I cant do chins lol Im 107kg I aint that strong yet lol I can curl 25kg bells but chins are out the question - we dont have an assisted chin machine either.....


----------



## durhamlad (Apr 6, 2011)

Cheers for the suggestions though and I normally concentrate on my tri's more since its the bigger muscle.....


----------



## Tassotti (Feb 27, 2011)

durhamlad said:


> I cant do chins lol Im 107kg I aint that strong yet lol I can curl 25kg bells but chins are out the question - we dont have an assisted chin machine either.....

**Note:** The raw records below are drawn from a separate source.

//! Inspect command handler

use super::utils::load_rules;
use crate::cli::InspectArgs;
use crate::config::Config;
use crate::error::Result;
use crate::logging::timing::Timer;
use crate::output::{OutputWriter, TypeReport};
use tracing::{info, instrument, warn};

/// Handle the inspect command
#[instrument(skip_all, fields(files = args.rules.len()))]
pub fn handle_inspect(args: InspectArgs, config: &Config, output: &mut OutputWriter) -> Result<()> {
    let _timer = Timer::new("inspect_command");
    output.info(&format!("Inspecting {} rule file(s)", args.rules.len()))?;

    let rules = load_rules(&args.rules)?;
    let builder = config.type_builder(&args.build, None);
    let synthesis = {
        let _synthesis_timer = Timer::new("synthesis");
        builder.build_with_report(&rules)?
    };
    info!(
        fields = synthesis.config_type.fields().len(),
        warnings = synthesis.warnings.len(),
        "Rules synthesized"
    );

    for warning in &synthesis.warnings {
        warn!(%warning, "Rule warning");
        output.warning(&format!("⚠ {}", warning))?;
    }
    output.success(&format!(
        "✓ Synthesized '{}' with {} top-level field(s)",
        synthesis.config_type.name(),
        synthesis.config_type.fields().len()
    ))?;

    let report = TypeReport::new(&synthesis, args.show_order);
    output.type_report(&report, &synthesis.config_type)
}

#[cfg(test)]
mod tests {
    use super::*;
    use crate::cli::{BuildArgs, OutputFormat, PolicyArg};
    use crate::error::Error;
    use std::fs;
    use tempfile::TempDir;

    fn sink() -> OutputWriter {
        OutputWriter::with_writer(OutputFormat::Json, false, false, Box::new(std::io::sink()))
    }

    #[test]
    fn test_inspect_merged_rules() {
        let dir = TempDir::new().unwrap();
        let base = dir.path().join("base.yaml");
        let extra = dir.path().join("extra.yaml");
        fs::write(&base, "a:\n  b:\n    type: int\n").unwrap();
        fs::write(&extra, "a:\n  c:\n    type: str\n    default: x\n").unwrap();

        let args = InspectArgs {
            rules: vec![base, extra],
            show_order: true,
            build: BuildArgs::default(),
        };
        handle_inspect(args, &Config::default(), &mut sink()).unwrap();
    }

    #[test]
    fn test_deny_policy_fails_on_ambiguous_opts() {
        let dir = TempDir::new().unwrap();
        let rules = dir.path().join("rules.json");
        fs::write(&rules, r#"{"n": {"type": "int", "opts": 5}}"#).unwrap();

        let args = InspectArgs {
            rules: vec![rules.clone()],
            show_order: false,
            build: BuildArgs {
                opts_policy: Some(PolicyArg::Deny),
                confdir: None,
            },
        };
        let err = handle_inspect(args, &Config::default(), &mut sink()).unwrap_err();
        assert!(matches!(err, Error::Core(typedconfig_core::Error::AmbiguousOpts { .. })));

        let args = InspectArgs {
            rules: vec![rules],
            show_order: false,
            build: BuildArgs::default(),
        };
        assert!(handle_inspect(args, &Config::default(), &mut sink()).is_ok());
    }
}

Start with negatives and build it up


----------



## Fatstuff (Mar 2, 2010)

durhamlad said:


> I cant do chins lol Im 107kg I aint that strong yet lol I can curl 25kg bells but chins are out the question - we dont have an assisted chin machine either.....


I bet u could do, i bet u havent tried, or as tass says negatives, use a bench step up and lower yourself down as a rep.


----------



## Fatstuff (Mar 2, 2010)

also, if u cant do chins, have u thought about concentrating less on your arms and concentrating on other things ie. your back


----------



## Prophecy (Nov 26, 2011)

21's! Feel that burrrrrrrrrnnnnnn!


----------



## Guest (Jan 20, 2012)

Squat rack curls wins every time.

Serious note -

Db curls

Hammer curls

21's


----------



## durhamlad (Apr 6, 2011)

Fatstuff said:


> also, if u cant do chins, have u thought about concentrating less on your arms and concentrating on other things ie. your back


Err yeah mate lol I hit my back Mondays and Fridays, Legs - Wed and Sat - then other stuff on other days train 5 sometimes 6 days a week......


----------



## durhamlad (Apr 6, 2011)

Fatstuff said:


> I bet u could do, i bet u havent tried, or as tass says negatives, use a bench step up and lower yourself down as a rep.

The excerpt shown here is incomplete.